Mookie Blaylock, Hawks, 1992-99
Blaylock spent the best years of his NBA career in Atlanta, starring at point guard for eight years. An All-Star in 1994, Blaylock was one of the best defensive guards in the NBA, leading the league in steals per game twice. He ranks 11th in NBA history in career steals. Blaylock ranks first in franchise history in 3-pointers made and steals and second in assists.
Chris Chambliss, Braves, 1980-86
Chambliss played seven seasons in Atlanta, hitting 18 or more home runs three times. He finished with 80 home runs and 366 RBI with a .272 batting average.

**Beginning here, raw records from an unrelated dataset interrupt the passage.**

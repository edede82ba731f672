//! CLI command definitions, routing, and tracing setup.

use std::path::{Path, PathBuf};

use clap::{Parser, Subcommand};
use clientintel_core::pipeline::{EnrichFileConfig, ProgressReporter, RunStats};
use clientintel_shared::{AppConfig, init_config, load_config, load_config_from, load_credentials};
use color_eyre::eyre::{Result, WrapErr};
use indicatif::{ProgressBar, ProgressStyle};
use tracing::info;

// ---------------------------------------------------------------------------
// CLI structure
// ---------------------------------------------------------------------------

/// ClientIntel: public-web insights for a client list.
#[derive(Parser)]
#[command(
    name = "clientintel",
    version,
    about = "Enrich a client table with public-web summaries, tags, and outreach emails.",
    long_about = None,
)]
pub(crate) struct Cli {
    /// Log format: text (default) or json.
    #[arg(long, default_value = "text", global = true)]
    pub log_format: LogFormat,

    /// Verbosity level (-v, -vv, -vvv).
    #[arg(short, long, action = clap::ArgAction::Count, global = true)]
    pub verbose: u8,

    #[command(subcommand)]
    pub command: Command,
}

/// Log output format.
#[derive(Clone, Debug, clap::ValueEnum)]
pub(crate) enum LogFormat {
    Text,
    Json,
}

/// Top-level CLI subcommands.
#[derive(Subcommand)]
pub(crate) enum Command {
    /// Enrich every row of a client CSV.
    Enrich(EnrichArgs),

    /// Configuration management.
    Config {
        /// Config subcommand.
        #[command(subcommand)]
        action: ConfigAction,
    },
}

#[derive(clap::Args, Debug)]
pub(crate) struct EnrichArgs {
    /// Client CSV to read.
    pub input: PathBuf,

    /// Where to write the enriched CSV.
    #[arg(short, long, default_value = "enriched_clients.csv")]
    pub out: PathBuf,

    /// Search request ceiling for this run.
    #[arg(long)]
    pub max_queries: Option<u32>,

    /// Pause after each search request, in milliseconds.
    #[arg(long)]
    pub delay_ms: Option<u64>,

    /// Search by name and state only, without keyword/site filters.
    #[arg(long)]
    pub no_filters: bool,

    /// Config file to use instead of ~/.clientintel/clientintel.toml.
    #[arg(long)]
    pub config: Option<PathBuf>,

    /// Also write a JSON run report to this path.
    #[arg(long)]
    pub report: Option<PathBuf>,
}

impl EnrichArgs {
    /// Layer command-line overrides over the loaded config.
    fn apply(&self, config: &mut AppConfig) {
        if let Some(max) = self.max_queries {
            config.search.max_queries = max;
        }
        if let Some(delay) = self.delay_ms {
            config.search.delay_ms = delay;
        }
        if self.no_filters {
            config.pipeline.use_filters = false;
        }
    }
}

/// Config subcommands.
#[derive(Subcommand)]
pub(crate) enum ConfigAction {
    /// Initialize config file with defaults.
    Init,
    /// Show resolved configuration.
    Show {
        /// Config file to show instead of the default location.
        #[arg(long)]
        config: Option<PathBuf>,
    },
}

// ---------------------------------------------------------------------------
// Tracing setup
// ---------------------------------------------------------------------------

/// Initialize tracing based on CLI flags.
pub(crate) fn init_tracing(cli: &Cli) {
    use tracing_subscriber::{EnvFilter, fmt};

    let filter = match cli.verbose {
        0 => "clientintel=info",
        1 => "clientintel=debug",
        _ => "clientintel=trace",
    };

    let env_filter = EnvFilter::try_from_default_env().unwrap_or_else(|_| EnvFilter::new(filter));

    match cli.log_format {
        LogFormat::Text => {
            fmt()
                .with_env_filter(env_filter)
                .with_target(false)
                .with_writer(std::io::stderr)
                .init();
        }
        LogFormat::Json => {
            fmt()
                .json()
                .with_env_filter(env_filter)
                .with_writer(std::io::stderr)
                .init();
        }
    }
}

// ---------------------------------------------------------------------------
// Command dispatch
// ---------------------------------------------------------------------------

/// Run the CLI command.
pub(crate) async fn run(cli: Cli) -> Result<()> {
    match cli.command {
        Command::Enrich(args) => cmd_enrich(&args).await,
        Command::Config { action } => match action {
            ConfigAction::Init => cmd_config_init(),
            ConfigAction::Show { config } => cmd_config_show(config.as_deref()),
        },
    }
}

fn resolve_config(path: Option<&Path>) -> Result<AppConfig> {
    let config = match path {
        Some(p) => load_config_from(p)?,
        None => load_config()?,
    };
    Ok(config)
}

async fn cmd_enrich(args: &EnrichArgs) -> Result<()> {
    let mut config = resolve_config(args.config.as_deref())?;
    args.apply(&mut config);
    config.validate()?;

    // Secrets must be present before any input is touched
    let credentials = load_credentials(&config)?;

    info!(
        input = %args.input.display(),
        output = %args.out.display(),
        max_queries = config.search.max_queries,
        filters = config.pipeline.use_filters,
        "enriching client table"
    );

    let enrich_config = EnrichFileConfig {
        input: args.input.clone(),
        output: args.out.clone(),
        report: args.report.clone(),
        app: config,
    };

    let reporter = CliProgress::new();
    let stats = clientintel_core::pipeline::enrich_file(&enrich_config, &credentials, &reporter)
        .await
        .wrap_err_with(|| format!("enrichment of {} failed", args.input.display()))?;

    print_summary(&stats, &enrich_config);
    Ok(())
}

fn print_summary(stats: &RunStats, config: &EnrichFileConfig) {
    let elapsed = stats
        .finished_at
        .map(|end| (end - stats.started_at).num_milliseconds() as f64 / 1000.0)
        .unwrap_or_default();

    println!();
    println!("  Enrichment complete.");
    println!("  Run:       {}", stats.run_id);
    println!("  Records:   {}", stats.records);
    println!(
        "  Searches:  {} sent, {} failed, {} skipped (quota)",
        stats.searches_issued, stats.searches_failed, stats.quota_skipped
    );
    println!("  No data:   {}", stats.no_evidence);
    println!(
        "  Model:     {} calls, {} fallbacks ({})",
        stats.model_calls, stats.model_fallbacks, stats.model
    );
    println!("  Output:    {}", config.output.display());
    if let Some(report) = &config.report {
        println!("  Report:    {}", report.display());
    }
    println!("  Time:      {elapsed:.1}s");
    println!();
}

// ---------------------------------------------------------------------------
// CLI progress reporter
// ---------------------------------------------------------------------------

/// CLI progress reporter using an indicatif spinner.
struct CliProgress {
    spinner: ProgressBar,
}

impl CliProgress {
    fn new() -> Self {
        let spinner = ProgressBar::new_spinner();
        if let Ok(style) = ProgressStyle::with_template("{spinner:.cyan} {msg}") {
            spinner.set_style(
                style.tick_strings(&["⠋", "⠙", "⠹", "⠸", "⠼", "⠴", "⠦", "⠧", "⠇", "⠏"]),
            );
        }
        spinner.enable_steady_tick(std::time::Duration::from_millis(80));
        Self { spinner }
    }
}

impl ProgressReporter for CliProgress {
    fn phase(&self, name: &str) {
        self.spinner.set_message(name.to_string());
    }

    fn record_started(&self, current: usize, total: usize) {
        self.spinner
            .set_message(format!("Enriching [{current}/{total}]"));
    }

    fn done(&self, _stats: &RunStats) {
        self.spinner.finish_and_clear();
    }
}

// ---------------------------------------------------------------------------
// Config commands
// ---------------------------------------------------------------------------

fn cmd_config_init() -> Result<()> {
    let path = init_config()?;
    println!("Config initialized at: {}", path.display());
    Ok(())
}

fn cmd_config_show(path: Option<&Path>) -> Result<()> {
    let config = resolve_config(path)?;
    let toml_str = toml::to_string_pretty(&config)?;
    println!("{toml_str}");
    Ok(())
}
//! CSV adapters at both ends of the enrichment pipeline.
//!
//! - [`read_clients`]: header row plus client rows
//! - [`write_enriched`]: original columns plus derived ones

mod reader;
mod writer;

use clientintel_shared::ClientRecord;

pub use reader::{read_clients, read_clients_from_path};
pub use writer::{
    EMAIL_COLUMN, FULL_NAME_COLUMN, RAW_DATA_COLUMN, SUMMARY_COLUMN, write_enriched,
    write_enriched_to_path,
};

/// A loaded input table.
#[derive(Debug, Clone)]
pub struct ClientTable {
    /// Header row, in input order.
    pub headers: Vec<String>,
    /// One record per data row, in input order.
    pub records: Vec<ClientRecord>,
}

Thomas Davis, Georgia, 2002-04
Davis started 29 games at Georgia, recording 272 tackles, 17 tackles for loss and 10.5 sacks. He led the team in tackles twice and helped the Bulldogs have three straight seasons with 10 or more wins and top six finishes nationally. He was a consensus two-time All-SEC pick and an All-America selection (Coaches, Walter Camp and The Sporting News) in 2004.
Vern Fleming, Georgia, 1981-84
Fleming was a two-time All-SEC pick who led the Bulldogs to their only Final Four. He was an All-American in 1983 after averaging 16.9 points. He boosted his scoring average to 19.8 points as a senior. Fleming finished as the program’s all-time leading scorer, and he now ranks third behind Litterial Green and Alec Kessler.
Greg Hill, Georgia Southern, 1996-99
Hill was named Southern Conference Player of the Year in 1999 to help lead the Eagles to their fifth national championship. He rushed for 3,309 yards in his career, ranking sixth in program history. He’s also third in passing yards with 3,369 yards.
Shawn Jones, Georgia Tech, 1989-92
One of the best quarterbacks in Tech history, Jones passed for 8,441 yards and 51touchdowns in his career, placing him second in program history in yards and third in touchdowns. He was a two-time All-ACC pick and was the ACC Rookie of the Year in 1989. He passed for 2,008 yards and 13 touchdowns to lead Georgia Tech to the national championship in 1990. He was a finalist for the Davey O’Brien Award and the Johnny Unitas Award.
Craig Neal, Georgia Tech, 1983-88
“Noodles” replaced Mark Price and earned All-ACC third-team honors in 1989. He holds the Tech record for single-game and single-season assists.
Greg Olson, Braves, 1990-93
The fan favorite played four seasons with the Braves, making the All-Star team in 1990. He was the last everyday player to wear No. 10 before Chopper Jones.
Saudia Roundtree, Georgia, 1994-96
Roundtree was an All-American and the Naismith College Player of the Year in 1996 and led the Bulldogs to the Final Four. She averaged 16.7 points to lead UGA to the national title game and finished with 1,000 points despite playing just two seasons.
Fran Tarkenton, Georgia, 1958-60
Tarkenton was an AP All-American in 1960 after leading the SEC in total offense and passing yards. He passed for 1,925 yards over his final two seasons. Tarkenton became one of the great quarterbacks in NFL history, leading the Minnesota Vikings to three Super Bowls. He passed for 47,003 yards and 342 touchdowns in the NFL. He is a member of both the College and Pro Football Halls of Fame.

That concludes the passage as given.